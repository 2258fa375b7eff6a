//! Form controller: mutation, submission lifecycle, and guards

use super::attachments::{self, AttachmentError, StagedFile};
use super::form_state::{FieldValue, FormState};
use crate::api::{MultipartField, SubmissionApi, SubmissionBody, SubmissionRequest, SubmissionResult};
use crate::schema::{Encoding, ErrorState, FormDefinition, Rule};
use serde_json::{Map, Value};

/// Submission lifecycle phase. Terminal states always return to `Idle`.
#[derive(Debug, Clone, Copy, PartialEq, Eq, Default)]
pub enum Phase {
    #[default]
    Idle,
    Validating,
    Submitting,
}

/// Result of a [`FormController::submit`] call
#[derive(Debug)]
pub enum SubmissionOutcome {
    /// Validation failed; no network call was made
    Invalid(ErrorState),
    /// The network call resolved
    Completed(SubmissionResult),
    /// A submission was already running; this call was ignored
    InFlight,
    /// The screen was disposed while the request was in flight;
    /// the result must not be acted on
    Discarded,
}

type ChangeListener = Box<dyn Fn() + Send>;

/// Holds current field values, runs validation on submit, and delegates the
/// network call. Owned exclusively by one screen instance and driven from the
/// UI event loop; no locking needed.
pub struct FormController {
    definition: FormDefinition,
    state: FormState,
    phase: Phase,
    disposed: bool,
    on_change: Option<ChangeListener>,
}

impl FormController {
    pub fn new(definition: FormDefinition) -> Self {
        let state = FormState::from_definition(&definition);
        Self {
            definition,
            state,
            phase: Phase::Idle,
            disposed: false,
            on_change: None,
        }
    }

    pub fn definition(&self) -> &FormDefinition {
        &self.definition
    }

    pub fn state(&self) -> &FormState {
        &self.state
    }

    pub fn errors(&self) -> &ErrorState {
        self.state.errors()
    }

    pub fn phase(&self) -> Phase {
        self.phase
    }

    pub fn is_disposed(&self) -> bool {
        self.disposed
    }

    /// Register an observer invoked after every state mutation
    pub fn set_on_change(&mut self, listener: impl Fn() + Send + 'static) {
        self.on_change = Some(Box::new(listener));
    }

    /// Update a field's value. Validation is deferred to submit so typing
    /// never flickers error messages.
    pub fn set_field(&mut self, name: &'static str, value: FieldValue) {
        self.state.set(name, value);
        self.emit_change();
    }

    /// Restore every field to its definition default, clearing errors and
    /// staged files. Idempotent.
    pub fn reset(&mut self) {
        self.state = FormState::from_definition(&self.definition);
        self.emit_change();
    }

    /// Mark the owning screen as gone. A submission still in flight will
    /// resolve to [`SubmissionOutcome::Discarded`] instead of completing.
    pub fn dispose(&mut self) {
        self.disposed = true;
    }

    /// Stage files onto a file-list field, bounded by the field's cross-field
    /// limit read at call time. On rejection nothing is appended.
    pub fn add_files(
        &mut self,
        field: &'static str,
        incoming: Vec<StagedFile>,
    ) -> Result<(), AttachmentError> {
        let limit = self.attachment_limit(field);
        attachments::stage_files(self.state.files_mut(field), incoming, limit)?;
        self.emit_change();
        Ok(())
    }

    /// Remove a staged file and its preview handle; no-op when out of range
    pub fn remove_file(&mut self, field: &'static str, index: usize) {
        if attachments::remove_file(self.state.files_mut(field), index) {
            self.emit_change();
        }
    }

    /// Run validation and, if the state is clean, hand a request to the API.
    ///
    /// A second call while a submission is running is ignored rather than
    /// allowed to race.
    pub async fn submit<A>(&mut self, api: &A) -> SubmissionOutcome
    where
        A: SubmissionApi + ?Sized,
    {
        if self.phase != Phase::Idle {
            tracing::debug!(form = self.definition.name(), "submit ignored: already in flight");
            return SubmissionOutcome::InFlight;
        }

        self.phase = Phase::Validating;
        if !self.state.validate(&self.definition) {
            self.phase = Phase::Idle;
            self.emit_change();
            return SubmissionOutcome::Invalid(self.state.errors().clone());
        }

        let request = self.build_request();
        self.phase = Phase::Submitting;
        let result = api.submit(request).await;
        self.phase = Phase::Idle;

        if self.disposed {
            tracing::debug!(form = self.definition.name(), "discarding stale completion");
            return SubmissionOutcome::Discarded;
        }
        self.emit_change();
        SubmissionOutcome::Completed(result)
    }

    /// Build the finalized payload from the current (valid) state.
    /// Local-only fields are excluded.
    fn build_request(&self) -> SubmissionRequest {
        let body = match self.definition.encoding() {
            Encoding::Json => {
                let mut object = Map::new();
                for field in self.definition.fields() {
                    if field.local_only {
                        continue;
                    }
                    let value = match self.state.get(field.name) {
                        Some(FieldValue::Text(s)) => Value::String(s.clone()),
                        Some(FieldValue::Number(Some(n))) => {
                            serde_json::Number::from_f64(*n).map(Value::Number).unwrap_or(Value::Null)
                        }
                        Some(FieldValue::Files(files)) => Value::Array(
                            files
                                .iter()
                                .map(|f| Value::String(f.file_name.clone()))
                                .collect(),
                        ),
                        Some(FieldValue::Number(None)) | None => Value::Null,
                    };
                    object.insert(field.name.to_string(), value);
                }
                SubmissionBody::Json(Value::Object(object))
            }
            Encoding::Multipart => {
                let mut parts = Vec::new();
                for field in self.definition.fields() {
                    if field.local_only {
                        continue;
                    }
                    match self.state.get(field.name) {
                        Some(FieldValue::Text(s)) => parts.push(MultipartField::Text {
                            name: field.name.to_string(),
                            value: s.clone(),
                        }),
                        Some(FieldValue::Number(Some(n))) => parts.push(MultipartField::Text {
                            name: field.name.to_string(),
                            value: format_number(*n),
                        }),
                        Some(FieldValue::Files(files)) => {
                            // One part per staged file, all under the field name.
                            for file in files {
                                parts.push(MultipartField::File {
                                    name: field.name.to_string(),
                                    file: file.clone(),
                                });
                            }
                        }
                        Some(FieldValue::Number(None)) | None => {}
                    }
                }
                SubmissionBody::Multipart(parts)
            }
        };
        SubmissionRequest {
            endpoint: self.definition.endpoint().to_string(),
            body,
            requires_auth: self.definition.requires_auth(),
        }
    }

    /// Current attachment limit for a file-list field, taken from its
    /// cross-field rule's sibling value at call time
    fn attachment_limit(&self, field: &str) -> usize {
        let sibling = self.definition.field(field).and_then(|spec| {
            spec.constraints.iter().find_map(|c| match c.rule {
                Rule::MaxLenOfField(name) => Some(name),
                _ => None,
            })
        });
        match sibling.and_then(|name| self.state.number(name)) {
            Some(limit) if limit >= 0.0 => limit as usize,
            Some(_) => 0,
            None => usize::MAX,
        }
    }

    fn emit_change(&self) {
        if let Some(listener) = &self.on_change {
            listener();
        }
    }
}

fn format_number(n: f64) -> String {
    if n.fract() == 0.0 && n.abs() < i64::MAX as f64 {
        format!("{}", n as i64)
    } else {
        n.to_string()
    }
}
::::::::
# What you should do
Provide a verbatim copy of all the entries.

# Solution
repository 2258fa375b7eff6a
//! Form controller: mutation, submission lifecycle, and guards

use super::attachments::{self, AttachmentError, StagedFile};
use super::form_state::{FieldValue, FormState};
use crate::api::{MultipartField, SubmissionApi, SubmissionBody, SubmissionRequest, SubmissionResult};
use crate::schema::{Encoding, ErrorState, FormDefinition, Rule};
use serde_json::{Map, Value};

/// Submission lifecycle phase. Terminal states always return to `Idle`.
#[derive(Debug, Clone, Copy, PartialEq, Eq, Default)]
pub enum Phase {
    #[default]
    Idle,
    Validating,
    Submitting,
}

/// Result of a [`FormController::submit`] call
#[derive(Debug)]
pub enum SubmissionOutcome {
    /// Validation failed; no network call was made
    Invalid(ErrorState),
    /// The network call resolved
    Completed(SubmissionResult),
    /// A submission was already running; this call was ignored
    InFlight,
    /// The screen was disposed while the request was in flight;
    /// the result must not be acted on
    Discarded,
}

type ChangeListener = Box<dyn Fn() + Send>;

/// Holds current field values, runs validation on submit, and delegates the
/// network call. Owned exclusively by one screen instance and driven from the
/// UI event loop; no locking needed.
pub struct FormController {
    definition: FormDefinition,
    state: FormState,
    phase: Phase,
    disposed: bool,
    on_change: Option<ChangeListener>,
}

impl FormController {
    pub fn new(definition: FormDefinition) -> Self {
        let state = FormState::from_definition(&definition);
        Self {
            definition,
            state,
            phase: Phase::Idle,
            disposed: false,
            on_change: None,
        }
    }

    pub fn definition(&self) -> &FormDefinition {
        &self.definition
    }

    pub fn state(&self) -> &FormState {
        &self.state
    }

    pub fn errors(&self) -> &ErrorState {
        self.state.errors()
    }

    pub fn phase(&self) -> Phase {
        self.phase
    }

    pub fn is_disposed(&self) -> bool {
        self.disposed
    }

    /// Register an observer invoked after every state mutation
    pub fn set_on_change(&mut self, listener: impl Fn() + Send + 'static) {
        self.on_change = Some(Box::new(listener));
    }

    /// Update a field's value. Validation is deferred to submit so typing
    /// never flickers error messages.
    pub fn set_field(&mut self, name: &'static str, value: FieldValue) {
        self.state.set(name, value);
        self.emit_change();
    }

    /// Restore every field to its definition default, clearing errors and
    /// staged files. Idempotent.
    pub fn reset(&mut self) {
        self.state = FormState::from_definition(&self.definition);
        self.emit_change();
    }

    /// Mark the owning screen as gone. A submission still in flight will
    /// resolve to [`SubmissionOutcome::Discarded`] instead of completing.
    pub fn dispose(&mut self) {
        self.disposed = true;
    }

    /// Stage files onto a file-list field, bounded by the field's cross-field
    /// limit read at call time. On rejection nothing is appended.
    pub fn add_files(
        &mut self,
        field: &'static str,
        incoming: Vec<StagedFile>,
    ) -> Result<(), AttachmentError> {
        let limit = self.attachment_limit(field);
        attachments::stage_files(self.state.files_mut(field), incoming, limit)?;
        self.emit_change();
        Ok(())
    }

    /// Remove a staged file and its preview handle; no-op when out of range
    pub fn remove_file(&mut self, field: &'static str, index: usize) {
        if attachments::remove_file(self.state.files_mut(field), index) {
            self.emit_change();
        }
    }

    /// Run validation and, if the state is clean, hand a request to the API.
    ///
    /// A second call while a submission is running is ignored rather than
    /// allowed to race.
    pub async fn submit<A>(&mut self, api: &A) -> SubmissionOutcome
    where
        A: SubmissionApi + ?Sized,
    {
        if self.phase != Phase::Idle {
            tracing::debug!(form = self.definition.name(), "submit ignored: already in flight");
            return SubmissionOutcome::InFlight;
        }

        self.phase = Phase::Validating;
        if !self.state.validate(&self.definition) {
            self.phase = Phase::Idle;
            self.emit_change();
            return SubmissionOutcome::Invalid(self.state.errors().clone());
        }

        let request = self.build_request();
        self.phase = Phase::Submitting;
        let result = api.submit(request).await;
        self.phase = Phase::Idle;

        if self.disposed {
            tracing::debug!(form = self.definition.name(), "discarding stale completion");
            return SubmissionOutcome::Discarded;
        }
        self.emit_change();
        SubmissionOutcome::Completed(result)
    }

    /// Build the finalized payload from the current (valid) state.
    /// Local-only fields are excluded.
    fn build_request(&self) -> SubmissionRequest {
        let body = match self.definition.encoding() {
            Encoding::Json => {
                let mut object = Map::new();
                for field in self.definition.fields() {
                    if field.local_only {
                        continue;
                    }
                    let value = match self.state.get(field.name) {
                        Some(FieldValue::Text(s)) => Value::String(s.clone()),
                        Some(FieldValue::Number(Some(n))) => {
                            serde_json::Number::from_f64(*n).map(Value::Number).unwrap_or(Value::Null)
                        }
                        Some(FieldValue::Files(files)) => Value::Array(
                            files
                                .iter()
                                .map(|f| Value::String(f.file_name.clone()))
                                .collect(),
                        ),
                        Some(FieldValue::Number(None)) | None => Value::Null,
                    };
                    object.insert(field.name.to_string(), value);
                }
                SubmissionBody::Json(Value::Object(object))
            }
            Encoding::Multipart => {
                let mut parts = Vec::new();
                for field in self.definition.fields() {
                    if field.local_only {
                        continue;
                    }
                    match self.state.get(field.name) {
                        Some(FieldValue::Text(s)) => parts.push(MultipartField::Text {
                            name: field.name.to_string(),
                            value: s.clone(),
                        }),
                        Some(FieldValue::Number(Some(n))) => parts.push(MultipartField::Text {
                            name: field.name.to_string(),
                            value: format_number(*n),
                        }),
                        Some(FieldValue::Files(files)) => {
                            // One part per staged file, all under the field name.
                            for file in files {
                                parts.push(MultipartField::File {
                                    name: field.name.to_string(),
                                    file: file.clone(),
                                });
                            }
                        }
                        Some(FieldValue::Number(None)) | None => {}
                    }
                }
                SubmissionBody::Multipart(parts)
            }
        };
        SubmissionRequest {
            endpoint: self.definition.endpoint().to_string(),
            body,
            requires_auth: self.definition.requires_auth(),
        }
    }

    /// Current attachment limit for a file-list field, taken from its
    /// cross-field rule's sibling value at call time
    fn attachment_limit(&self, field: &str) -> usize {
        let sibling = self.definition.field(field).and_then(|spec| {
            spec.constraints.iter().find_map(|c| match c.rule {
                Rule::MaxLenOfField(name) => Some(name),
                _ => None,
            })
        });
        match sibling.and_then(|name| self.state.number(name)) {
            Some(limit) if limit >= 0.0 => limit as usize,
            Some(_) => 0,
            None => usize::MAX,
        }
    }

    fn emit_change(&self) {
        if let Some(listener) = &self.on_change {
            listener();
        }
    }
}

fn format_number(n: f64) -> String {
    if n.fract() == 0.0 && n.abs() < i64::MAX as f64 {
        format!("{}", n as i64)
    } else {
        n.to_string()
    }
}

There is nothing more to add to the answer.